» Required work:
Nothing outside the range is wanted. Repeat exactly the lines below from the one with "use notify::Notifier;" through the one with "create a collector/config.toml".

--

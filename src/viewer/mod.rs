//! Search and HTML export over a `messages.csv` produced by a split
//!
//! - [`read_messages`] streams the table row by row (BOM-aware, no field size cap)
//! - [`find_conversations`] lists distinct conversations whose id or title matches a query
//! - [`collect_conversation`] gathers one conversation's rows in time order
//! - [`render_html`] turns those rows into a standalone HTML page

pub mod html;
pub mod search;

use std::path::{Path, PathBuf};

pub use html::{escape_html, render_html};
pub use search::{
    ConversationHit, MessageRows, collect_conversation, find_conversations, read_messages,
};

/// Locations checked, in order, when no `messages.csv` path is given
pub const MESSAGES_CSV_CANDIDATES: [&str; 3] =
    ["parts_small_utf8/messages.csv", "parts_small/messages.csv", "parts/messages.csv"];

/// First existing candidate under `base`
pub fn autodetect_messages_csv(base: &Path) -> Option<PathBuf> {
    MESSAGES_CSV_CANDIDATES.iter().map(|candidate| base.join(candidate)).find(|path| path.is_file())
}
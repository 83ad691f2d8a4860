use serde::{Deserialize, Serialize};

pub const INDEX_HEADER: [&str; 6] =
    ["conversation_id", "title", "messages", "first_time", "last_time", "part_file"];

pub const MESSAGES_HEADER: [&str; 5] = ["conversation_id", "title", "time", "role", "text"];

/// One line of `index.csv`
#[derive(Debug, Clone, PartialEq, Eq, Serialize, Deserialize)]
pub struct IndexRow {
    pub conversation_id: String,
    pub title: String,
    pub messages: usize,
    pub first_time: String,
    pub last_time: String,
    /// Name of the part file that holds this conversation
    pub part_file: String,
}

/// One line of `messages.csv`
#[derive(Debug, Clone, PartialEq, Eq, Serialize, Deserialize)]
pub struct MessageRow {
    pub conversation_id: String,
    pub title: String,
    #[serde(default)]
    pub time: String,
    pub role: String,
    #[serde(default)]
    pub text: String,
}
use std::fs::File;
use std::io::Write;
use std::path::{Path, PathBuf};

use serde::Serialize;

use crate::error::{Result, SplitError};

pub const UTF8_BOM: &[u8] = b"\xEF\xBB\xBF";

/// BOM-prefixed CSV file with a fixed header
pub struct CsvTable {
    path: PathBuf,
    writer: csv::Writer<File>,
    rows: usize,
}

impl CsvTable {
    /// Creates (or truncates) `path`, writing the BOM and `header`
    pub fn create(path: &Path, header: &[&str]) -> Result<Self> {
        let mut file = File::create(path).map_err(|e| SplitError::io(path, e))?;
        file.write_all(UTF8_BOM).map_err(|e| SplitError::io(path, e))?;

        // The header is written by hand so that a table with no rows still has one
        let mut writer = csv::WriterBuilder::new().has_headers(false).from_writer(file);
        writer.write_record(header).map_err(|e| SplitError::csv(path, e))?;

        Ok(Self { path: path.to_path_buf(), writer, rows: 0 })
    }

    pub fn append<T: Serialize>(&mut self, row: &T) -> Result<()> {
        self.writer.serialize(row).map_err(|e| SplitError::csv(&self.path, e))?;
        self.rows += 1;
        Ok(())
    }

    pub fn path(&self) -> &Path {
        &self.path
    }

    /// Data rows appended so far, header excluded
    pub fn rows(&self) -> usize {
        self.rows
    }

    pub fn finish(mut self) -> Result<PathBuf> {
        self.writer.flush().map_err(|e| SplitError::io(&self.path, e))?;
        Ok(self.path)
    }
}
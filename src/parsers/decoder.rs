use serde_json::Value;

use crate::error::{DECODE_SNIPPET_CHARS, Result, SplitError};
use crate::models::Conversation;

/// Decodes one raw element into a [`Conversation`]
///
/// On failure the error carries the first [`DECODE_SNIPPET_CHARS`] characters of the span
/// (lossily decoded if the span is not valid UTF-8) next to the `serde_json` error.
pub fn decode_span(span: &[u8]) -> Result<Conversation> {
    serde_json::from_slice::<Value>(span)
        .map(Conversation::from_value)
        .map_err(|source| SplitError::Decode { snippet: snippet(span), source })
}

fn snippet(span: &[u8]) -> String {
    String::from_utf8_lossy(span).chars().take(DECODE_SNIPPET_CHARS).collect()
}
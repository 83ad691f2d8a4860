//! Part file naming and writing

use std::borrow::Cow;
use std::fs::{self, File};
use std::io::{BufWriter, Write};
use std::path::{Path, PathBuf};

use super::buffer::Batch;
use crate::error::{Result, SplitError};

pub const PART_FILE_PREFIX: &str = "conversations_part_";
pub const PART_FILE_SUFFIX: &str = ".json";

/// A part file that has been written and moved into place
#[derive(Debug, Clone, PartialEq, Eq)]
pub struct PartFile {
    pub part_idx: u32,
    pub path: PathBuf,
    pub records: usize,
    /// Size of the file on disk
    pub bytes: u64,
}

/// File name of part `part_idx`: `conversations_part_001.json`, `conversations_part_002.json`, ...
pub fn part_file_name(part_idx: u32) -> String {
    format!("{}{:03}{}", PART_FILE_PREFIX, part_idx, PART_FILE_SUFFIX)
}

/// Whether `name` looks like a part file produced by [`part_file_name`]
pub fn is_part_file_name(name: &str) -> bool {
    name.strip_prefix(PART_FILE_PREFIX)
        .and_then(|rest| rest.strip_suffix(PART_FILE_SUFFIX))
        .is_some_and(|digits| !digits.is_empty() && digits.bytes().all(|b| b.is_ascii_digit()))
}

/// Writes `batch` as a JSON array into `out_dir`
///
/// The text goes to a `.tmp` sibling first and is renamed into place once complete, so a
/// part file that exists is never truncated.
pub fn write_part(out_dir: &Path, batch: &Batch) -> Result<PartFile> {
    let path = out_dir.join(part_file_name(batch.part_idx));
    let temp_path = out_dir.join(format!("{}.tmp", part_file_name(batch.part_idx)));

    let file = File::create(&temp_path).map_err(|e| SplitError::io(&temp_path, e))?;
    let mut writer = BufWriter::new(file);
    let bytes = write_array(&mut writer, batch).map_err(|e| SplitError::io(&temp_path, e))?;
    writer.flush().map_err(|e| SplitError::io(&temp_path, e))?;
    drop(writer);

    fs::rename(&temp_path, &path).map_err(|e| SplitError::io(&path, e))?;

    Ok(PartFile { part_idx: batch.part_idx, path, records: batch.records.len(), bytes })
}

fn write_array<W: Write>(writer: &mut W, batch: &Batch) -> std::io::Result<u64> {
    let mut written = 0u64;
    writer.write_all(b"[")?;
    written += 1;

    for (i, record) in batch.records.iter().enumerate() {
        if i > 0 {
            writer.write_all(b",")?;
            written += 1;
        }
        let text = escape_line_separators(&record.json);
        writer.write_all(text.as_bytes())?;
        written += text.len() as u64;
    }

    writer.write_all(b"]")?;
    Ok(written + 1)
}

/// Replaces literal U+2028 and U+2029 with their `\u` escapes
///
/// Both are legal inside JSON strings, but many editors flag them as unusual line
/// terminators. Outside strings they cannot occur in serializer output, so a plain text
/// replacement is safe.
pub fn escape_line_separators(json: &str) -> Cow<'_, str> {
    if !json.contains(['\u{2028}', '\u{2029}']) {
        return Cow::Borrowed(json);
    }
    Cow::Owned(json.replace('\u{2028}', "\\u2028").replace('\u{2029}', "\\u2029"))
}
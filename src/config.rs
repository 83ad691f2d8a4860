//! Run configuration for a split.
//!
//! Every recognized option lives on [`SplitConfig`] with its default. The CLI builds one
//! value, calls [`SplitConfig::validate`] once, and hands it to
//! [`split_conversations`](crate::splitter::split_conversations).

use std::path::PathBuf;

use crate::error::{Result, SplitError};

pub const DEFAULT_INPUT: &str = "conversations.json";
pub const DEFAULT_OUT_DIR: &str = "parts";
pub const DEFAULT_MAX_RECORDS: usize = 200;
pub const DEFAULT_MAX_BYTES: &str = "50MB";

/// Upper bounds for a single part file
#[derive(Debug, Clone, Copy, PartialEq, Eq)]
pub struct PartitionLimits {
    /// Maximum number of conversations per part
    pub max_records: usize,
    /// Maximum serialized bytes per part; a single larger conversation still gets its own part
    pub max_bytes: u64,
}

impl Default for PartitionLimits {
    fn default() -> Self {
        Self { max_records: DEFAULT_MAX_RECORDS, max_bytes: 50 * 1024 * 1024 }
    }
}

#[derive(Debug, Clone, PartialEq, Eq)]
pub struct SplitConfig {
    pub input: PathBuf,
    pub out_dir: PathBuf,
    pub limits: PartitionLimits,
    pub emit_messages_csv: bool,
}

impl Default for SplitConfig {
    fn default() -> Self {
        Self {
            input: PathBuf::from(DEFAULT_INPUT),
            out_dir: PathBuf::from(DEFAULT_OUT_DIR),
            limits: PartitionLimits::default(),
            emit_messages_csv: false,
        }
    }
}

impl SplitConfig {
    /// Checks the option combination once, before any output is created
    pub fn validate(&self) -> Result<()> {
        if self.limits.max_records == 0 {
            return Err(SplitError::InvalidConfig("max_records must be at least 1".to_string()));
        }
        if self.input.as_os_str().is_empty() {
            return Err(SplitError::InvalidConfig("input path is empty".to_string()));
        }
        if self.out_dir.as_os_str().is_empty() {
            return Err(SplitError::InvalidConfig("output directory is empty".to_string()));
        }
        Ok(())
    }
}
use std::path::{Path, PathBuf};

use crate::error::Result;
use crate::models::{MESSAGES_HEADER, MessageRow};
use crate::output::CsvTable;

pub const MESSAGES_FILE_NAME: &str = "messages.csv";

/// Writer for `messages.csv`, one row per user/assistant message
pub struct MessagesWriter {
    table: CsvTable,
}

impl MessagesWriter {
    pub fn create(out_dir: &Path) -> Result<Self> {
        Ok(Self { table: CsvTable::create(&out_dir.join(MESSAGES_FILE_NAME), &MESSAGES_HEADER)? })
    }

    pub fn append_all(&mut self, rows: &[MessageRow]) -> Result<()> {
        rows.iter().try_for_each(|row| self.table.append(row))
    }

    pub fn rows(&self) -> usize {
        self.table.rows()
    }

    pub fn finish(self) -> Result<PathBuf> {
        self.table.finish()
    }
}
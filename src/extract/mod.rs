//! Per-conversation derivations: the index summary and the flattened message rows.

pub mod messages;
pub mod summary;
pub mod timestamps;

pub use messages::extract_messages;
pub use summary::{ConversationSummary, summarize};
pub use timestamps::{iso_in, iso_local};
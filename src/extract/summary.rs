use crate::models::Conversation;

/// Index statistics for one conversation
#[derive(Debug, Clone, Copy, PartialEq, Default)]
pub struct ConversationSummary {
    /// Number of `user` and `assistant` messages
    pub message_count: usize,
    /// Earliest `create_time` over all messages, any role
    pub first_time: Option<f64>,
    /// Latest `create_time` over all messages, any role
    pub last_time: Option<f64>,
}

/// Counts conversational messages and finds the time range of a conversation
///
/// Mapping order does not matter: the count is a sum and the times are a min/max.
pub fn summarize(conversation: &Conversation) -> ConversationSummary {
    conversation.messages().fold(ConversationSummary::default(), |mut acc, message| {
        if message.role().is_conversational() {
            acc.message_count += 1;
        }
        if let Some(ts) = message.create_time() {
            acc.first_time = Some(acc.first_time.map_or(ts, |first| first.min(ts)));
            acc.last_time = Some(acc.last_time.map_or(ts, |last| last.max(ts)));
        }
        acc
    })
}
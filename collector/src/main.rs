mod config;
mod poller;

use crate::config::Config;
use crate::poller::{Poller, bootstrap_step};
use log::info;
use notify::Notifier;
use sensor::Bme280Sensor;
use store::Store;

#[tokio::main]
async fn main() {
    env_logger::Builder::from_env(env_logger::Env::default().default_filter_or("info")).init();

    let config = Config::load().unwrap_or_else(|err| {
        eprintln!("Failed to load configuration: {}", err);
        eprintln!("Please create a collector/config.toml file or set HOMELOGGER_* variables.");
        eprintln!("See the example config.toml for the required format.");
        std::process::exit(1);
    });

    let transport = config.notify.transport().unwrap_or_else(|err| {
        eprintln!("Invalid notify configuration: {}", err);
        std::process::exit(1);
    });

    let notifier = Notifier::new(transport).unwrap_or_else(|err| {
        eprintln!("Failed to build notification client: {}", err);
        std::process::exit(1);
    });

    let service = config.notify.service.clone();

    // Bootstrap. Either failure below is fatal: without a store or a sensor
    // the loop has nothing to do, so notify the operator once and exit
    // non-zero before any iteration runs.
    let store = match bootstrap_step(
        Store::connect(&config.database.url, config.poll.sql_timeout()).await,
        &notifier,
        &service,
        "failed to connect to database",
    )
    .await
    {
        Ok(store) => store,
        Err(_) => std::process::exit(1),
    };

    let sensor = match bootstrap_step(
        Bme280Sensor::open(&config.sensor.bus, config.sensor.address),
        &notifier,
        &service,
        "failed to open i2c bus",
    )
    .await
    {
        Ok(sensor) => sensor,
        Err(_) => std::process::exit(1),
    };

    info!(
        "polling every {} min, device label {:?}",
        config.poll.interval_minutes, config.poll.device_label
    );

    let mut poller = Poller::new(
        store,
        sensor,
        notifier,
        service,
        config.poll.device_label.clone(),
        config.poll.interval(),
    );

    poller.run().await;
}
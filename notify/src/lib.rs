//! Outbound operator alerting.
//!
//! One `Notifier`, two wire shapes: a generic JSON webhook and a
//! token-authenticated push-message API. Delivery is fire-and-forget;
//! `notify` reports success as a bool and a failed delivery is only logged
//! locally, never re-notified.

use log::{debug, warn};
use reqwest::{Client, StatusCode};
use serde::{Deserialize, Serialize};
use std::time::Duration;

/// Bound on a single delivery attempt, so a dead endpoint cannot stall the
/// poll loop indefinitely.
const REQUEST_TIMEOUT: Duration = Duration::from_secs(10);

/// How the alert travels to the operator.
#[derive(Debug, Clone)]
pub enum Transport {
    /// Generic webhook taking a JSON body with `content` and `username`.
    Webhook { url: String },
    /// Push-message API taking a URL-encoded form with a bearer token. The
    /// endpoint reports the real outcome in a `status` field of the JSON
    /// response body.
    PushApi { url: String, token: String },
}

#[derive(Debug, Serialize)]
struct WebhookMessage<'a> {
    content: &'a str,
    username: &'a str,
}

#[derive(Debug, Deserialize)]
struct PushResponse {
    status: i64,
}

pub struct Notifier {
    client: Client,
    transport: Transport,
}

impl Notifier {
    pub fn new(transport: Transport) -> Result<Self, reqwest::Error> {
        let client = Client::builder().timeout(REQUEST_TIMEOUT).build()?;
        Ok(Self { client, transport })
    }

    /// Deliver a short text alert. Returns whether the endpoint accepted it;
    /// never propagates an error past this boundary.
    pub async fn notify(&self, service: &str, message: &str) -> bool {
        match &self.transport {
            Transport::Webhook { url } => self.send_webhook(url, service, message).await,
            Transport::PushApi { url, token } => self.send_push(url, token, message).await,
        }
    }

    async fn send_webhook(&self, url: &str, service: &str, message: &str) -> bool {
        let body = WebhookMessage {
            content: message,
            username: service,
        };

        let response = match self.client.post(url).json(&body).send().await {
            Ok(response) => response,
            Err(err) => {
                warn!("error {err} when sending notification");
                return false;
            }
        };

        let status = response.status();
        if !webhook_delivered(status) {
            let body = response.text().await.unwrap_or_default();
            warn!("notification endpoint returned {status}: {body}");
            return false;
        }

        debug!("notification delivered with status {status}");
        true
    }

    async fn send_push(&self, url: &str, token: &str, message: &str) -> bool {
        let response = match self
            .client
            .post(url)
            .bearer_auth(token)
            .form(&[("message", message)])
            .send()
            .await
        {
            Ok(response) => response,
            Err(err) => {
                warn!("error {err} when sending notification");
                return false;
            }
        };

        let status = response.status();
        if !status.is_success() {
            let body = response.text().await.unwrap_or_default();
            warn!("push endpoint returned {status}: {body}");
            return false;
        }

        // The push API answers 200 at the HTTP layer even for rejected
        // messages; the body carries the real status.
        let body = match response.text().await {
            Ok(body) => body,
            Err(err) => {
                warn!("error {err} reading push endpoint response");
                return false;
            }
        };

        if !push_delivered(&body) {
            warn!("push endpoint rejected message: {body}");
            return false;
        }

        debug!("push notification delivered");
        true
    }
}

fn webhook_delivered(status: StatusCode) -> bool {
    status == StatusCode::OK || status == StatusCode::NO_CONTENT
}

fn push_delivered(body: &str) -> bool {
    match serde_json::from_str::<PushResponse>(body) {
        Ok(response) => response.status == 200,
        Err(_) => false,
    }
}

#[cfg(test)]
mod tests {
    use super::*;

    #[test]
    fn webhook_accepts_200_and_204_only() {
        assert!(webhook_delivered(StatusCode::OK));
        assert!(webhook_delivered(StatusCode::NO_CONTENT));
        assert!(!webhook_delivered(StatusCode::BAD_REQUEST));
        assert!(!webhook_delivered(StatusCode::TOO_MANY_REQUESTS));
        assert!(!webhook_delivered(StatusCode::INTERNAL_SERVER_ERROR));
    }

    #[test]
    fn webhook_payload_shape() {
        let body = WebhookMessage {
            content: "database ping failed, will reconnect",
            username: "homelogger",
        };
        let json = serde_json::to_value(&body).unwrap();
        assert_eq!(json["content"], "database ping failed, will reconnect");
        assert_eq!(json["username"], "homelogger");
    }

    #[test]
    fn push_body_status_200_is_delivered() {
        assert!(push_delivered(r#"{"status":200,"message":"ok"}"#));
    }

    #[test]
    fn push_body_status_401_is_not_delivered() {
        // HTTP 200 with an unauthorized body still counts as a failure.
        assert!(!push_delivered(r#"{"status":401,"message":"Invalid access token"}"#));
    }

    #[test]
    fn push_body_garbage_is_not_delivered() {
        assert!(!push_delivered("not json"));
    }
}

--

» Task output:
use notify::Notifier;
use sensor::Bme280Sensor;
use store::Store;

#[tokio::main]
async fn main() {
    env_logger::Builder::from_env(env_logger::Env::default().default_filter_or("info")).init();

    let config = Config::load().unwrap_or_else(|err| {
        eprintln!("Failed to load configuration: {}", err);
        eprintln!("Please create a collector/config.toml file or set HOMELOGGER_* variables.");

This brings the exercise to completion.